By default, backtrace on catastrophic events is disabled, but it can be enabled by setting the "UPC_BACKTRACE" environment variable.

Backtrace via a user request cannot be disabled. However, it can be redirected to a file or to stderr. By default stderr is used.

7.1.1. Backtrace Logs

There are three kinds of backtrace logs depending on the configuration and the capabilities of the underlying operating system.
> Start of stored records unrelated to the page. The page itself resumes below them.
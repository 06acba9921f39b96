use refshelf_core::ParsedReference;
use refshelf_parsing::ParsingConfig;
use serde::{Deserialize, Serialize};

use crate::prompt::{SYSTEM_PROMPT, references_prompt, summary_prompt};
use crate::{LlmConfig, LlmError, parse_reference_block_with_config};

#[derive(Debug, Serialize)]
struct ChatRequest<'a> {
    model: &'a str,
    messages: [ChatMessage<'a>; 2],
    temperature: f32,
}

#[derive(Debug, Serialize)]
struct ChatMessage<'a> {
    role: &'a str,
    content: &'a str,
}

#[derive(Debug, Deserialize)]
struct ChatResponse {
    #[serde(default)]
    choices: Vec<Choice>,
}

#[derive(Debug, Deserialize)]
struct Choice {
    message: ResponseMessage,
}

#[derive(Debug, Deserialize)]
struct ResponseMessage {
    #[serde(default)]
    content: Option<String>,
}

/// Client for an OpenAI-compatible chat-completions endpoint.
pub struct LlmClient {
    client: reqwest::Client,
    config: LlmConfig,
}

impl LlmClient {
    pub fn new(config: LlmConfig) -> Result<Self, LlmError> {
        let client = reqwest::Client::builder().timeout(config.timeout).build()?;
        Ok(Self { client, config })
    }

    pub fn config(&self) -> &LlmConfig {
        &self.config
    }

    /// Ask the model for a short summary of the paper.
    pub async fn summarize(&self, paper_text: &str) -> Result<String, LlmError> {
        let prompt = summary_prompt(paper_text, self.config.max_input_chars);
        self.complete(&prompt).await
    }

    /// Ask the model for the paper's bibliography.
    ///
    /// Fails with [`LlmError::MalformedBlock`] or [`LlmError::EmptyResponse`]
    /// when the reply holds no usable reference list.
    pub async fn extract_references(
        &self,
        paper_text: &str,
    ) -> Result<Vec<ParsedReference>, LlmError> {
        self.extract_references_with_config(paper_text, &ParsingConfig::default())
            .await
    }

    /// Like [`extract_references`](Self::extract_references), validating
    /// records with the extractor settings in `parsing`.
    pub async fn extract_references_with_config(
        &self,
        paper_text: &str,
        parsing: &ParsingConfig,
    ) -> Result<Vec<ParsedReference>, LlmError> {
        let prompt = references_prompt(paper_text, self.config.max_input_chars);
        let reply = self.complete(&prompt).await?;
        parse_reference_block_with_config(&reply, parsing)
    }

    async fn complete(&self, prompt: &str) -> Result<String, LlmError> {
        let api_key = self
            .config
            .api_key
            .as_deref()
            .ok_or(LlmError::MissingApiKey)?;

        let request = ChatRequest {
            model: &self.config.model,
            messages: [
                ChatMessage {
                    role: "system",
                    content: SYSTEM_PROMPT,
                },
                ChatMessage {
                    role: "user",
                    content: prompt,
                },
            ],
            temperature: 0.0,
        };

        tracing::debug!(
            endpoint = %self.config.endpoint,
            model = %self.config.model,
            prompt_chars = prompt.len(),
            "sending chat completion"
        );

        let resp = self
            .client
            .post(&self.config.endpoint)
            .bearer_auth(api_key)
            .json(&request)
            .send()
            .await?;

        let status = resp.status();
        if status.as_u16() == 429 {
            return Err(LlmError::RateLimited);
        }
        if !status.is_success() {
            let body = resp.text().await.unwrap_or_default();
            return Err(LlmError::Status {
                status: status.as_u16(),
                body,
            });
        }

        let data: ChatResponse = resp.json().await?;
        data.choices
            .into_iter()
            .next()
            .and_then(|c| c.message.content)
            .map(|c| c.trim().to_string())
            .filter(|c| !c.is_empty())
            .ok_or(LlmError::EmptyResponse)
    }
}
GDB’s 'bt' command is used to produce the backtrace with nested procedures and their arguments shown. To get full benefit of this back trace, an executable must be compiled with debugging turned on (e.g. -g -O0). Detailed backtrace logs are produced only on catastrophic events.
The GLIBC backtrace capability ( and addr2line program are used to produce the source file and line number for each stack frame. addr2line (part of binutils) must be installed when GUPC is configured.

The GLIBC 'backtrace' capability is used to produce procedure names and addresses for each stack frame. Depending on the compiler option '-rdynamic' (instructs the ELF linker to create a special section with additional symbols) backtrace will generate differing output.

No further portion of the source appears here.